Cuando el juez conservador Antonin Scalia murió en el 2016, el presidente Obama, sabiendo que el Senado republicano le llevaba la contraria en todo, nominó al centrista Merrick Garland para que lo confirmaran. Entró en escena el líder de los Republicanos en el Senado, Mitch McConnell, quien dijo que aún no, pues se estaba en plena elección, y se debía esperar a la persona que el país eligiera como su nuevo mandatario. No importaba que esa regla se la hubiera inventado ahí mismo, no importaba que se estuviera a diez meses de la elección. Se aceptó la decisión y se esperó. El candidato Donald Trump sacó una lista de jueces que nominaría; para muchos votantes que no sabían si votar por ese hombre burdo y vulgar, esto los convenció. A los dos meses de la elección de Trump, Neil Gorsuch se posesionó como el noveno juez de la Corte Suprema, y, cuando en julio del 2018 se retiró el juez Anthony Kennedy, Trump y los republicanos se fueron con todo para nominar y confirmar a un segundo juez, Brett Kavanaugh.

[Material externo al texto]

use super::detect::detect_project;
use super::types::{Config, Environment, Project};
use crate::errors::MenvError;
use crate::paths::normalize_path;
use crate::EnvMap;

impl Config {
    pub fn project(&self, name: &str) -> Result<&Project, MenvError> {
        self.projects
            .get(name)
            .ok_or_else(|| MenvError::ProjectNotFound(name.to_string()))
    }

    /// Look a project up by name, or detect it from the working directory when no name is given.
    pub fn resolve_project(&self, name: Option<&str>) -> Result<(String, &Project), MenvError> {
        match name {
            Some(n) => Ok((n.to_string(), self.project(n)?)),
            None => detect_project(self)
                .map(|(n, p)| (n.to_string(), p))
                .ok_or(MenvError::ProjectNotDetected),
        }
    }

    /// Register a project. `path` is normalized before it is stored.
    pub fn add_project(
        &mut self,
        name: &str,
        path: &str,
        command: &str,
    ) -> Result<&Project, MenvError> {
        validate_name("project", name)?;
        if self.projects.contains_key(name) {
            return Err(MenvError::ProjectExists(name.to_string()));
        }
        let project = Project {
            path: normalize_path(path),
            command: command.to_string(),
            envs: Default::default(),
        };
        Ok(self.projects.entry(name.to_string()).or_insert(project))
    }

    pub fn remove_project(&mut self, name: &str) -> Result<Project, MenvError> {
        self.projects
            .remove(name)
            .ok_or_else(|| MenvError::ProjectNotFound(name.to_string()))
    }

    /// Other projects whose root contains, or is contained in, `root`.
    ///
    /// Overlapping roots are allowed but make detection depend on specificity.
    pub fn overlapping_projects(&self, name: &str, root: &str) -> Vec<&str> {
        let root = normalize_path(root);
        if root.is_empty() {
            return Vec::new();
        }
        self.projects
            .iter()
            .filter(|(n, _)| n.as_str() != name)
            .filter(|(_, p)| {
                let other = normalize_path(&p.path);
                !other.is_empty() && (nests(&root, &other) || nests(&other, &root))
            })
            .map(|(n, _)| n.as_str())
            .collect()
    }

    pub fn add_env(
        &mut self,
        project: &str,
        env: &str,
        files: Vec<String>,
        overrides: EnvMap,
    ) -> Result<(), MenvError> {
        validate_name("environment", env)?;
        let p = self
            .projects
            .get_mut(project)
            .ok_or_else(|| MenvError::ProjectNotFound(project.to_string()))?;
        if p.envs.contains_key(env) {
            return Err(MenvError::EnvExists {
                project: project.to_string(),
                env: env.to_string(),
            });
        }
        p.envs
            .insert(env.to_string(), Environment { files, overrides });
        Ok(())
    }

    pub fn remove_env(&mut self, project: &str, env: &str) -> Result<Environment, MenvError> {
        let p = self
            .projects
            .get_mut(project)
            .ok_or_else(|| MenvError::ProjectNotFound(project.to_string()))?;
        p.envs.remove(env).ok_or_else(|| MenvError::EnvNotFound {
            project: project.to_string(),
            env: env.to_string(),
        })
    }
}

impl Project {
    /// `project_name` is only used for the error message.
    pub fn env(&self, project_name: &str, env: &str) -> Result<&Environment, MenvError> {
        self.envs.get(env).ok_or_else(|| MenvError::EnvNotFound {
            project: project_name.to_string(),
            env: env.to_string(),
        })
    }
}

/// Parse `KEY=VALUE` items (as given to `env add --override`) into a map.
pub fn parse_overrides<S: AsRef<str>>(items: &[S]) -> Result<EnvMap, MenvError> {
    let mut out = EnvMap::new();
    for item in items {
        let item = item.as_ref();
        match item.split_once('=') {
            Some((k, v)) if !k.is_empty() => {
                out.insert(k.to_string(), v.to_string());
            }
            _ => {
                return Err(MenvError::invalid(format!(
                    "invalid override format {item:?} (expected KEY=VALUE)"
                )))
            }
        }
    }
    Ok(out)
}

fn validate_name(what: &str, name: &str) -> Result<(), MenvError> {
    if name.trim().is_empty() {
        return Err(MenvError::invalid(format!("{what} name must not be empty")));
    }
    Ok(())
}

fn nests(inner: &str, outer: &str) -> bool {
    inner == outer
        || inner
            .strip_prefix(outer)
            .is_some_and(|rest| rest.starts_with(std::path::MAIN_SEPARATOR))
}

#[cfg(test)]
mod tests {
    use super::*;
    use crate::errors::ErrorKind;

    #[test]
    fn test_parse_overrides() {
        let m = parse_overrides(&["A=1", "B=x=y", "C="]).unwrap();
        assert_eq!(m["A"], "1");
        assert_eq!(m["B"], "x=y");
        assert_eq!(m["C"], "");

        let err = parse_overrides(&["NOEQUALS"]).unwrap_err();
        assert_eq!(err.kind(), ErrorKind::InvalidArgument);
        assert!(err.to_string().contains("NOEQUALS"));
        assert!(parse_overrides(&["=v"]).is_err());
    }

    #[test]
    fn test_project_crud() {
        let td = tempfile::tempdir().expect("tmpdir");
        let root = td.path().to_string_lossy().into_owned();
        let mut cfg = Config::default();

        let p = cfg.add_project("app", &root, "make run").unwrap();
        assert_eq!(
            p.path,
            std::fs::canonicalize(td.path()).unwrap().to_string_lossy()
        );
        assert_eq!(p.command, "make run");

        let err = cfg.add_project("app", &root, "").unwrap_err();
        assert!(matches!(err, MenvError::ProjectExists(_)));

        cfg.remove_project("app").unwrap();
        let err = cfg.remove_project("app").unwrap_err();
        assert_eq!(err.kind(), ErrorKind::NotFound);
    }

    #[test]
    fn test_env_crud_and_lookup() {
        let mut cfg = Config::default();
        cfg.projects.insert("app".into(), Project::default());

        let overrides = parse_overrides(&["BAR=2"]).unwrap();
        cfg.add_env("app", "dev", vec![".env.dev".into()], overrides)
            .unwrap();
        let err = cfg
            .add_env("app", "dev", Vec::new(), EnvMap::new())
            .unwrap_err();
        assert!(matches!(err, MenvError::EnvExists { .. }));
        let err = cfg
            .add_env("ghost", "dev", Vec::new(), EnvMap::new())
            .unwrap_err();
        assert!(matches!(err, MenvError::ProjectNotFound(_)));

        let project = cfg.project("app").unwrap();
        let env = project.env("app", "dev").unwrap();
        assert_eq!(env.files, vec![".env.dev".to_string()]);
        assert_eq!(env.overrides["BAR"], "2");
        let err = project.env("app", "prod").unwrap_err();
        assert_eq!(
            err.to_string(),
            "environment \"prod\" not found in project \"app\""
        );

        cfg.remove_env("app", "dev").unwrap();
        assert!(cfg.remove_env("app", "dev").is_err());
    }

    #[test]
    fn test_resolve_project_by_name() {
        let mut cfg = Config::default();
        cfg.projects.insert("app".into(), Project::default());
        let (name, _) = cfg.resolve_project(Some("app")).unwrap();
        assert_eq!(name, "app");
        assert!(matches!(
            cfg.resolve_project(Some("nope")),
            Err(MenvError::ProjectNotFound(_))
        ));
    }

    #[test]
    fn test_overlapping_projects() {
        let td = tempfile::tempdir().expect("tmpdir");
        let outer = td.path().join("mono");
        let inner = outer.join("api");
        let other = td.path().join("mono2");
        for d in [&inner, &other] {
            std::fs::create_dir_all(d).unwrap();
        }
        let mut cfg = Config::default();
        cfg.add_project("mono", &outer.to_string_lossy(), "").unwrap();
        cfg.add_project("mono2", &other.to_string_lossy(), "")
            .unwrap();

        let hits = cfg.overlapping_projects("api", &inner.to_string_lossy());
        assert_eq!(hits, vec!["mono"]);
        assert!(cfg
            .overlapping_projects("mono", &outer.to_string_lossy())
            .is_empty());
    }
}
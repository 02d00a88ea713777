use anyhow::Result;
use menv::ui::Table;
use menv::ConfigStore;

pub(crate) fn run_list(store: &ConfigStore) -> Result<()> {
    let cfg = store.load()?;
    if cfg.projects.is_empty() {
        menv::log_warn_stderr(
            menv::color_enabled_stderr(),
            "No projects configured. Use 'menv project add' to add one.",
        );
        return Ok(());
    }

    let mut table = Table::new(["PROJECT", "PATH", "COMMAND", "ENVS"]);
    for (name, p) in &cfg.projects {
        let envs: Vec<&str> = p.envs.keys().map(String::as_str).collect();
        table.row([
            name.clone(),
            p.path.clone(),
            p.command.clone(),
            format!("[{}]", envs.join(" ")),
        ]);
    }
    table.print();
    Ok(())
}

pub(crate) fn run_add(store: &ConfigStore, name: &str, path: &str, command: &str) -> Result<()> {
    let mut cfg = store.load()?;
    let root = cfg.add_project(name, path, command)?.path.clone();

    let overlaps = cfg.overlapping_projects(name, &root);
    if !overlaps.is_empty() {
        menv::warn_print(&format!(
            "project root {} overlaps with {}; detection prefers the most specific root",
            root,
            overlaps.join(", ")
        ));
    }

    store.save(&cfg)?;
    menv::print_success(&format!("Project {name:?} added."));
    Ok(())
}

pub(crate) fn run_remove(store: &ConfigStore, name: &str) -> Result<()> {
    let mut cfg = store.load()?;
    cfg.remove_project(name)?;
    store.save(&cfg)?;
    menv::print_success(&format!("Project {name:?} removed."));
    Ok(())
}
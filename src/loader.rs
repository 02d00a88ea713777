//! Environment loading (files + overrides) and process environment construction.

use std::collections::BTreeMap;
use std::path::{Path, PathBuf};

use crate::config::{Environment, Project};
use crate::dotenv::parse_env_file;
use crate::errors::MenvError;
use crate::EnvMap;

/// Where a loaded variable's final value came from.
#[derive(Debug, Clone, PartialEq, Eq)]
pub enum VarSource {
    File(PathBuf),
    Override,
}

impl std::fmt::Display for VarSource {
    fn fmt(&self, f: &mut std::fmt::Formatter<'_>) -> std::fmt::Result {
        match self {
            VarSource::File(p) => write!(f, "{}", p.display()),
            VarSource::Override => f.write_str("override"),
        }
    }
}

/// Loaded variables plus the source that won for each key.
#[derive(Debug, Clone, Default, PartialEq, Eq)]
pub struct LoadedEnv {
    pub vars: EnvMap,
    pub sources: BTreeMap<String, VarSource>,
}

/// Load an environment: every file in list order (later files win), then the overrides.
///
/// Relative file references resolve against the project root. The first file
/// that cannot be read aborts the load; no partial result is returned.
pub fn load_env(project: &Project, env: &Environment) -> Result<EnvMap, MenvError> {
    load_env_with_sources(project, env).map(|loaded| loaded.vars)
}

/// [`load_env`] that also records which file (or override) each value came from.
pub fn load_env_with_sources(project: &Project, env: &Environment) -> Result<LoadedEnv, MenvError> {
    let mut loaded = LoadedEnv::default();

    for file in &env.files {
        let path = resolve_env_file(&project.path, file);
        for (key, value) in parse_env_file(&path)? {
            loaded
                .sources
                .insert(key.clone(), VarSource::File(path.clone()));
            loaded.vars.insert(key, value);
        }
    }

    for (key, value) in &env.overrides {
        validate_key(key)?;
        loaded.sources.insert(key.clone(), VarSource::Override);
        loaded.vars.insert(key.clone(), value.clone());
    }

    tracing::debug!(
        project = %project.path,
        files = env.files.len(),
        overrides = env.overrides.len(),
        vars = loaded.vars.len(),
        "loaded environment"
    );
    Ok(loaded)
}

/// Path of an env file reference as seen from `root`.
pub fn resolve_env_file(root: &str, file: &str) -> PathBuf {
    let p = Path::new(file);
    if p.is_absolute() {
        p.to_path_buf()
    } else {
        Path::new(root).join(p)
    }
}

/// Current process environment with `loaded` applied on top, as `KEY=VALUE` entries.
pub fn build_env(loaded: &EnvMap) -> Vec<String> {
    let inherited = std::env::vars_os().filter_map(|(k, v)| {
        match (k.into_string(), v.into_string()) {
            (Ok(k), Ok(v)) => Some(format!("{k}={v}")),
            (k, _) => {
                tracing::debug!(key = ?k, "skipping non UTF-8 inherited variable");
                None
            }
        }
    });
    build_env_from(inherited, loaded)
}

/// Merge `loaded` over explicit `KEY=VALUE` base entries.
///
/// Base entries split on the first `=`; entries without one, or with an empty
/// key, are ignored. Output is sorted by key.
pub fn build_env_from<I, S>(base: I, loaded: &EnvMap) -> Vec<String>
where
    I: IntoIterator<Item = S>,
    S: AsRef<str>,
{
    let mut merged = EnvMap::new();
    for entry in base {
        if let Some((k, v)) = entry.as_ref().split_once('=') {
            if !k.is_empty() {
                merged.insert(k.to_string(), v.to_string());
            }
        }
    }
    for (k, v) in loaded {
        if k.is_empty() {
            continue;
        }
        merged.insert(k.clone(), v.clone());
    }
    merged.into_iter().map(|(k, v)| format!("{k}={v}")).collect()
}

fn validate_key(key: &str) -> Result<(), MenvError> {
    if key.is_empty() || key.contains('=') || key.contains('\0') {
        return Err(MenvError::invalid(format!(
            "invalid variable name {key:?} in overrides"
        )));
    }
    Ok(())
}

#[cfg(test)]
mod tests {
    use super::*;

    #[test]
    fn test_resolve_env_file() {
        #[cfg(unix)]
        {
            assert_eq!(
                resolve_env_file("/srv/app", ".env"),
                PathBuf::from("/srv/app/.env")
            );
            assert_eq!(
                resolve_env_file("/srv/app", "/etc/shared.env"),
                PathBuf::from("/etc/shared.env")
            );
        }
        assert_eq!(
            resolve_env_file("root", "conf/.env"),
            Path::new("root").join("conf/.env")
        );
    }

    #[test]
    fn test_build_env_from_overlays_loaded() {
        let mut loaded = EnvMap::new();
        loaded.insert("HOME".into(), "/override".into());
        loaded.insert("NEW".into(), "1".into());
        let out = build_env_from(["HOME=/home/u", "PATH=/bin", "garbage", "=C:=C:\\"], &loaded);
        assert_eq!(out, vec!["HOME=/override", "NEW=1", "PATH=/bin"]);
    }

    #[test]
    fn test_build_env_from_keeps_equals_in_values() {
        let out = build_env_from(["OPTS=a=b=c"], &EnvMap::new());
        assert_eq!(out, vec!["OPTS=a=b=c"]);
    }

    #[test]
    fn test_invalid_override_key_rejected() {
        let mut env = Environment::default();
        env.overrides.insert("A=B".into(), "x".into());
        let err = load_env(&Project::default(), &env).unwrap_err();
        assert_eq!(err.kind(), crate::errors::ErrorKind::InvalidArgument);
    }
}
use menv::{build_env, build_env_from, EnvMap};

fn lookup<'a>(entries: &'a [String], key: &str) -> Option<&'a str> {
    let prefix = format!("{key}=");
    entries
        .iter()
        .find_map(|e| e.strip_prefix(prefix.as_str()))
}

#[test]
fn unit_inherited_vars_preserved_and_loaded_win() {
    let base = ["KEEP=me", "CLASH=os", "Path=win-style"];
    let mut loaded = EnvMap::new();
    loaded.insert("CLASH".into(), "loaded".into());
    loaded.insert("ADDED".into(), "new".into());
    loaded.insert("path".into(), "lower".into());

    let out = build_env_from(base, &loaded);
    assert_eq!(lookup(&out, "KEEP"), Some("me"));
    assert_eq!(lookup(&out, "CLASH"), Some("loaded"));
    assert_eq!(lookup(&out, "ADDED"), Some("new"));
    // Keys are case-sensitive.
    assert_eq!(lookup(&out, "Path"), Some("win-style"));
    assert_eq!(lookup(&out, "path"), Some("lower"));
    assert_eq!(out.len(), 5);
}

#[test]
fn unit_every_key_appears_once() {
    let mut loaded = EnvMap::new();
    loaded.insert("A".into(), "2".into());
    let out = build_env_from(["A=1", "A=1b"], &loaded);
    assert_eq!(out, vec!["A=2".to_string()]);
}

#[test]
fn unit_build_env_uses_process_environment() {
    let key = "MENV_TEST_INHERITED_MARKER";
    std::env::set_var(key, "inherited-value");

    let mut loaded = EnvMap::new();
    loaded.insert("MENV_TEST_LOADED_MARKER".into(), "x".into());
    let out = build_env(&loaded);

    assert_eq!(lookup(&out, key), Some("inherited-value"));
    assert_eq!(lookup(&out, "MENV_TEST_LOADED_MARKER"), Some("x"));
    assert!(out.iter().all(|e| e.split_once('=').is_some_and(|(k, _)| !k.is_empty())));
}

En mayo del año pasado se le preguntó a McConnell en un evento que, si fuera a morir un juez en plena época de campaña presidencial, se intentaría llenar el espacio vacío. McConnell bajó un vaso de té frío del que tomaba, esperó un segundo, y respondió con una sonrisita: “Pues claro que lo llenaríamos”. El auditorio soltó una carcajada. La izquierda del país se emberracó. Y salieron los chistes, aunque son más plegarias, de que la gente les rezaría a todos los santos y donaría los órganos que le hicieran falta para poder mantener viva a la juez Ginsburg, de casi noventa años, y con cáncer.
Pero ni modo; a las 7:38 p.m. murió Ruth Bader Ginsburg, y a las nueve el señor McConnell sacó un comunicado en el que confirmó que se votará por el candidato del presidente Trump. Se encendió la mecha. Rápidamente, los republicanos salieron a decir que estaban de acuerdo, pues temían que perdieran la Presidencia y el Senado y se les fuera esta oportunidad de dejar un país godo unos cuarenta años más.
Los demócratas claman que los republicanos cumplan su misma promesa del 2016 y, si no lo hacen, usarán todo su poder para expandir el número de integrantes de la Corte en enero, algo que no se ha hecho en más de cien años. Esta pasará ahora de ser la “elección del coronavirus” a la “elección de la Corte Suprema”. Los votantes, que no estaban muy entusiasmados, de repente sintieron un espasmo que los llamaba a alistarse, ahora sí, para las batallas que vienen.
Mi novia y yo colgamos. Ya qué. Prendimos las noticias, porque lo único que faltaba en una elección tan explosiva era un salvavidas para la derecha y un miedo para los progresistas. Esa noche se excavaron las trincheras. Quedaban 45 días. El país clamaría que ahora sí esto tocaba ―toca― pelearlo.